Once a company goes public, it falls within the domain of the SEC, which aims to protect investors and maintain integrity. Therefore, the SEC issues several key provisions for Sarbanes-Oxley compliance, including the following:
1. Restore Confidence in the Accounting Profession: Such measure address accounting oversight boards, rules to improve the independence of outside auditors and forbid improper influence on outside auditors, etc.
2. Improve Corporate Conduct - these provisions require CEOs and CFOs to certify financial, as well as other information, in corporate quarterly and annual reports. They prohibit trading during pension blackout periods and they prohibit corporate loans to insiders, and more.
3. Additional provisions call for improved disclosure and financial reporting, improved gatekeeper performance, and enhanced enforcement tools.
Understanding Disaster Recovery Plans
Many organizations are still floundering to understand how SOX affects them and their shareholders. That's because SOX goes beyond finance to encompass governance, risk, ethics, compliance and more. And while many organizations may seek to solve the compliance conundrum with IT solutions, such an approach would be shortsighted and inadequate.
Companies must embrace a more holistic approach to compliance that includes better communication, training, and a strong risk management structure. If they already have a good business continuity program and disaster recovery plan in place, organizations are better equipped to monitor and manage many of the problems SOX seeks to curtail including countless financial functions.

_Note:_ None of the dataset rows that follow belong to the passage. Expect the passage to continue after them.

//! # Block matching disparity computation
//!
//! This module provides a sum of absolute differences (SAD) block matcher, the classic local
//! stereo correspondence algorithm. For every pixel of the left image a square window is compared
//! against windows on the same row of the right image shifted by `0..num_disparities` pixels, and
//! the shift with the lowest SAD wins. The winner is refined to sub-pixel precision by fitting
//! lines through its neighbouring costs.
//!
//! Window sums are taken from an integral image of the absolute difference image for each
//! disparity, so the cost of a render does not grow with the block size.

// -----------------------------------------------------------------------------------------------
// IMPORTS
// -----------------------------------------------------------------------------------------------

use image::{GrayImage, Luma};
use imageproc::definitions::Image;
use imageproc::integral_image::integral_image;
use log::debug;

use crate::disparity::{DisparityAlgorithm, DisparityMap, MatchParams, StereoPair};
use crate::error::*;
use crate::feasibility;

// -----------------------------------------------------------------------------------------------
// DATA STRUCTURES
// -----------------------------------------------------------------------------------------------

/// Sum of absolute differences block matcher.
#[derive(Debug, Default)]
pub struct BlockMatcher {
    /// Reused per-pixel search state, resized on demand.
    state: Vec<PixelState>
}

/// Running minimum of the cost curve for one pixel.
#[derive(Debug, Clone, Copy)]
struct PixelState {
    best_cost: u32,
    best_disp: u32,
    cost_before: Option<u32>,
    cost_after: Option<u32>,
    prev_cost: Option<u32>
}

// -----------------------------------------------------------------------------------------------
// IMPLEMENTATIONS
// -----------------------------------------------------------------------------------------------

impl BlockMatcher {
    pub fn new() -> Self {
        Self::default()
    }

    /// Absolute difference between the left image and the right image shifted by `d`.
    fn diff_image(pair: &StereoPair, d: u32) -> GrayImage {
        let left = pair.left();
        let right = pair.right();

        GrayImage::from_fn(left.width(), left.height(), |x, y| {
            if x < d {
                return Luma([u8::MAX]);
            }
            let l = left.get_pixel(x, y)[0];
            let r = right.get_pixel(x - d, y)[0];
            Luma([if l > r { l - r } else { r - l }])
        })
    }
}

impl PixelState {
    const EMPTY: PixelState = PixelState {
        best_cost: u32::MAX,
        best_disp: 0,
        cost_before: None,
        cost_after: None,
        prev_cost: None
    };

    /// Feed the cost for the next disparity in ascending order.
    fn push(&mut self, d: u32, cost: u32) {
        if self.cost_after.is_none() && self.best_cost != u32::MAX && d == self.best_disp + 1 {
            self.cost_after = Some(cost);
        }

        if cost < self.best_cost {
            self.best_cost = cost;
            self.best_disp = d;
            self.cost_before = self.prev_cost;
            self.cost_after = None;
        }

        self.prev_cost = Some(cost);
    }

    /// Refined disparity of the minimum.
    fn disparity(&self) -> f32 {
        let (c_left, c_right) = match (self.cost_before, self.cost_after) {
            (Some(l), Some(r)) => (l as f32, r as f32),
            // On the outer edge of the criterion
            _ => return self.best_disp as f32
        };
        let c_min = self.best_cost as f32;

        let denom = match c_left > c_right {
            true => 2.0 * (c_left - c_min),
            false => 2.0 * (c_right - c_min)
        };

        if denom <= 0.0 {
            return self.best_disp as f32;
        }

        self.best_disp as f32 + ((c_left - c_right) / denom)
    }
}

/// Sum of the source pixels in the inclusive window `[x0, x1] x [y0, y1]`.
fn window_sum(integral: &Image<Luma<u64>>, x0: u32, y0: u32, x1: u32, y1: u32) -> u64 {
    let a = integral.get_pixel(x1 + 1, y1 + 1)[0];
    let b = integral.get_pixel(x0, y1 + 1)[0];
    let c = integral.get_pixel(x1 + 1, y0)[0];
    let d = integral.get_pixel(x0, y0)[0];
    (a - b) - (c - d)
}

impl DisparityAlgorithm for BlockMatcher {
    /// Compute the disparity map for the given pair.
    fn compute(&mut self, pair: &StereoPair, params: &MatchParams) -> Result<DisparityMap> {
        if params.num_disparities == 0 {
            return Err(Error::InvalidConfig(
                "block matching needs at least one disparity".into()
            ));
        }

        let dims = pair.dimensions();
        feasibility::ensure_feasible(dims, params.block_size)?;
        let block_size = feasibility::effective_kernel_size(params.block_size);

        let mut disp_map = DisparityMap::new(dims.width, dims.height);

        let half = block_size / 2;

        // Pixels whose window would leave the right image for the largest disparity are left
        // invalid, as are pixels whose window leaves the left image.
        let x_start = half + params.num_disparities - 1;
        let x_end = dims.width - half;
        let y_start = half;
        let y_end = dims.height - half;

        if x_start >= x_end {
            debug!(
                "No pixel can search {} disparities in a {} wide image",
                params.num_disparities, dims.width
            );
            return Ok(disp_map);
        }

        let row_len = (x_end - x_start) as usize;
        let num_pixels = row_len * (y_end - y_start) as usize;
        self.state.clear();
        self.state.resize(num_pixels, PixelState::EMPTY);

        // ---- STEREO CORRELATION ----

        for d in 0..params.num_disparities {
            let diff = Self::diff_image(pair, d);
            let integral = integral_image::<_, u64>(&diff);

            for y in y_start..y_end {
                let row = (y - y_start) as usize * row_len;
                for x in x_start..x_end {
                    let cost = window_sum(&integral, x - half, y - half, x + half, y + half);
                    self.state[row + (x - x_start) as usize].push(d, cost as u32);
                }
            }
        }

        // ---- SUB PIXEL INTERPOLATION ----

        for y in y_start..y_end {
            let row = (y - y_start) as usize * row_len;
            for x in x_start..x_end {
                disp_map.put(x, y, self.state[row + (x - x_start) as usize].disparity());
            }
        }

        Ok(disp_map)
    }
}

// -----------------------------------------------------------------------------------------------
// TESTS
// -----------------------------------------------------------------------------------------------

Starting Your Disaster Recovery Plan
The first step in writing your disaster recovery plan is to ensure that all financial systems are in fact being backed up. If all of the company's financial records are maintained on a single server, you could simply burn a copy of the entire hard drive to a CD or DVD on a periodic basis. If you're running SAP with multiple payrolls per month and data coming from multiple locations, the backup-and-recovery solution won't be as simple.

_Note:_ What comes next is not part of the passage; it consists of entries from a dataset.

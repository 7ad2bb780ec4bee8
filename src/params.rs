//! # Parameter store
//!
//! Holds the current value of each tunable parameter. Values move freely inside their range while
//! the user is interacting (`step`, `page`, `set`) and are normalised by `snap` once the
//! interaction ends.

// -----------------------------------------------------------------------------------------------
// IMPORTS
// -----------------------------------------------------------------------------------------------

use log::debug;
use serde::{Deserialize, Serialize};

use crate::config::{ParameterConfig, TunerConfig};
use crate::error::*;

// -----------------------------------------------------------------------------------------------
// ENUMERATIONS
// -----------------------------------------------------------------------------------------------

/// The four tunable parameters.
#[derive(Debug, Clone, Copy, PartialEq, Eq, Hash, Serialize, Deserialize)]
pub enum ParameterKind {
    Disparities,
    KernelSize,
    Opacity,
    ScalingFactor
}

/// Normalisation applied to a parameter when an interaction finishes.
#[derive(Debug, Clone, Copy, PartialEq, Eq, Serialize, Deserialize)]
#[serde(rename_all = "snake_case")]
pub enum SnapRule {
    /// Round to the nearest multiple of the nominal step.
    RoundToNearest,
    /// Bump even values up by one.
    ForceOdd,
    /// Bump values up to the next multiple of the nominal step.
    IncrementToMultiple
}

/// Direction of a single step.
#[derive(Debug, Clone, Copy, PartialEq, Eq)]
pub enum Direction {
    Up,
    Down
}

// -----------------------------------------------------------------------------------------------
// DATA STRUCTURES
// -----------------------------------------------------------------------------------------------

/// A bounded integer parameter.
#[derive(Debug, Clone)]
pub struct Parameter {
    kind: ParameterKind,
    config: ParameterConfig,
    value: u32
}

/// The full set of parameters driving a render.
#[derive(Debug, Clone)]
pub struct ParameterStore {
    disparities: Parameter,
    kernel_size: Parameter,
    opacity: Parameter,
    scaling_factor: Parameter
}

// -----------------------------------------------------------------------------------------------
// IMPLEMENTATIONS
// -----------------------------------------------------------------------------------------------

impl ParameterKind {
    pub const ALL: [ParameterKind; 4] = [
        ParameterKind::Disparities,
        ParameterKind::KernelSize,
        ParameterKind::Opacity,
        ParameterKind::ScalingFactor
    ];
}

impl SnapRule {
    /// Apply the rule to a raw value. The result is not clamped.
    pub fn apply(self, value: u32, step: u32) -> u32 {
        match self {
            SnapRule::RoundToNearest => ((value + step / 2) / step) * step,
            SnapRule::ForceOdd => {
                if value % 2 == 0 {
                    value + 1
                }
                else {
                    value
                }
            },
            SnapRule::IncrementToMultiple => {
                let rem = value % step;
                if rem == 0 {
                    value
                }
                else {
                    value + (step - rem)
                }
            }
        }
    }

    /// Whether the value is already in snapped form.
    pub fn is_satisfied(self, value: u32, step: u32) -> bool {
        match self {
            SnapRule::ForceOdd => value % 2 == 1,
            SnapRule::RoundToNearest | SnapRule::IncrementToMultiple => value % step == 0
        }
    }
}

impl Parameter {
    fn new(kind: ParameterKind, config: ParameterConfig) -> Self {
        let value = config.default;
        Self { kind, config, value }
    }

    pub fn kind(&self) -> ParameterKind {
        self.kind
    }

    pub fn value(&self) -> u32 {
        self.value
    }

    pub fn min(&self) -> u32 {
        self.config.min
    }

    pub fn max(&self) -> u32 {
        self.config.max
    }

    pub fn nominal_step(&self) -> u32 {
        self.config.nominal_step
    }

    pub fn snap_rule(&self) -> SnapRule {
        self.config.snap_rule
    }

    /// Whether the current value already satisfies the snap rule.
    pub fn is_snapped(&self) -> bool {
        self.config.snap_rule.is_satisfied(self.value, self.config.nominal_step)
    }

    /// Label text for display, e.g. `"Kernel Size: 15"`.
    ///
    /// Opacity is shown as a fraction (`"Opacity: 0.5"`) since that is the alpha actually applied.
    pub fn label_text(&self) -> String {
        match self.kind {
            ParameterKind::Opacity => format!(
                "{}: {:?}", self.config.label, f64::from(self.value) / 100.0
            ),
            _ => format!("{}: {}", self.config.label, self.value)
        }
    }

    fn clamp(&self, value: u32) -> u32 {
        value.max(self.config.min).min(self.config.max)
    }

    fn offset(&mut self, amount: u32, direction: Direction) -> u32 {
        let raw = match direction {
            Direction::Up => self.value.saturating_add(amount),
            Direction::Down => self.value.saturating_sub(amount)
        };
        self.value = self.clamp(raw);
        self.value
    }

    fn snap(&mut self) -> u32 {
        let snapped = self.config.snap_rule.apply(self.value, self.config.nominal_step);
        self.value = self.clamp(snapped);
        self.value
    }
}

impl ParameterStore {
    /// Build a store from a configuration, validating it first.
    pub fn new(config: &TunerConfig) -> Result<Self> {
        config.validate()?;
        Ok(Self::from_valid(config))
    }

    fn from_valid(config: &TunerConfig) -> Self {
        Self {
            disparities: Parameter::new(
                ParameterKind::Disparities, config.disparities.clone()
            ),
            kernel_size: Parameter::new(
                ParameterKind::KernelSize, config.kernel_size.clone()
            ),
            opacity: Parameter::new(
                ParameterKind::Opacity, config.opacity.clone()
            ),
            scaling_factor: Parameter::new(
                ParameterKind::ScalingFactor, config.scaling_factor.clone()
            )
        }
    }

    pub fn get(&self, kind: ParameterKind) -> &Parameter {
        match kind {
            ParameterKind::Disparities => &self.disparities,
            ParameterKind::KernelSize => &self.kernel_size,
            ParameterKind::Opacity => &self.opacity,
            ParameterKind::ScalingFactor => &self.scaling_factor
        }
    }

    fn get_mut(&mut self, kind: ParameterKind) -> &mut Parameter {
        match kind {
            ParameterKind::Disparities => &mut self.disparities,
            ParameterKind::KernelSize => &mut self.kernel_size,
            ParameterKind::Opacity => &mut self.opacity,
            ParameterKind::ScalingFactor => &mut self.scaling_factor
        }
    }

    /// Move a parameter by one unit, clamped to its range. The snap rule is not applied.
    pub fn step(&mut self, kind: ParameterKind, direction: Direction) -> u32 {
        let value = self.get_mut(kind).offset(1, direction);
        debug!("Stepped {:?} {:?} to {}", kind, direction, value);
        value
    }

    /// Move a parameter by its page step, clamped to its range. The snap rule is not applied.
    pub fn page(&mut self, kind: ParameterKind, direction: Direction) -> u32 {
        let param = self.get_mut(kind);
        let amount = param.config.page_step;
        let value = param.offset(amount, direction);
        debug!("Paged {:?} {:?} to {}", kind, direction, value);
        value
    }

    /// Set a parameter to an arbitrary position, clamped to its range.
    pub fn set(&mut self, kind: ParameterKind, value: u32) -> u32 {
        let param = self.get_mut(kind);
        param.value = param.clamp(value);
        debug!("Set {:?} to {}", kind, param.value);
        param.value
    }

    /// Normalise a parameter according to its snap rule, then clamp it.
    pub fn snap(&mut self, kind: ParameterKind) -> u32 {
        let value = self.get_mut(kind).snap();
        debug!("Snapped {:?} to {}", kind, value);
        value
    }

    pub fn value(&self, kind: ParameterKind) -> u32 {
        self.get(kind).value()
    }

    pub fn label_text(&self, kind: ParameterKind) -> String {
        self.get(kind).label_text()
    }

    pub fn disparities(&self) -> u32 {
        self.disparities.value
    }

    pub fn kernel_size(&self) -> u32 {
        self.kernel_size.value
    }

    pub fn scaling_factor(&self) -> u32 {
        self.scaling_factor.value
    }

    /// Opacity as an alpha value in `0.0..=1.0`.
    pub fn opacity_fraction(&self) -> f32 {
        self.opacity.value as f32 / 100.0
    }
}

impl Default for ParameterStore {
    fn default() -> Self {
        Self::from_valid(&TunerConfig::default())
    }
}

// -----------------------------------------------------------------------------------------------
// TESTS
// -----------------------------------------------------------------------------------------------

Most companies do a decent enough job of documenting what needs to be backed up and making the archives. What many companies fail to do is test those backups on a periodic basis to make sure they work. They sometimes discover too late that the incremental backups they'd been making to save time are inadequate to recover the entire system.
Financial managers should work closely with the IT department to schedule a test recovery of financial data at least annually. Your SOX conformance auditors will want to see a written disaster recovery plan that covers how the company will restore the information systems' environment, recover data from backups, and bring financial systems up to a pre-disaster state. The auditors will also want to see written evidence that you actually performed the tests.
Some financial managers assume that the IT department will automatically restore all financial systems and data from the backups. In most cases, that's exactly what will happen, as long as the right backups are being made...and tested.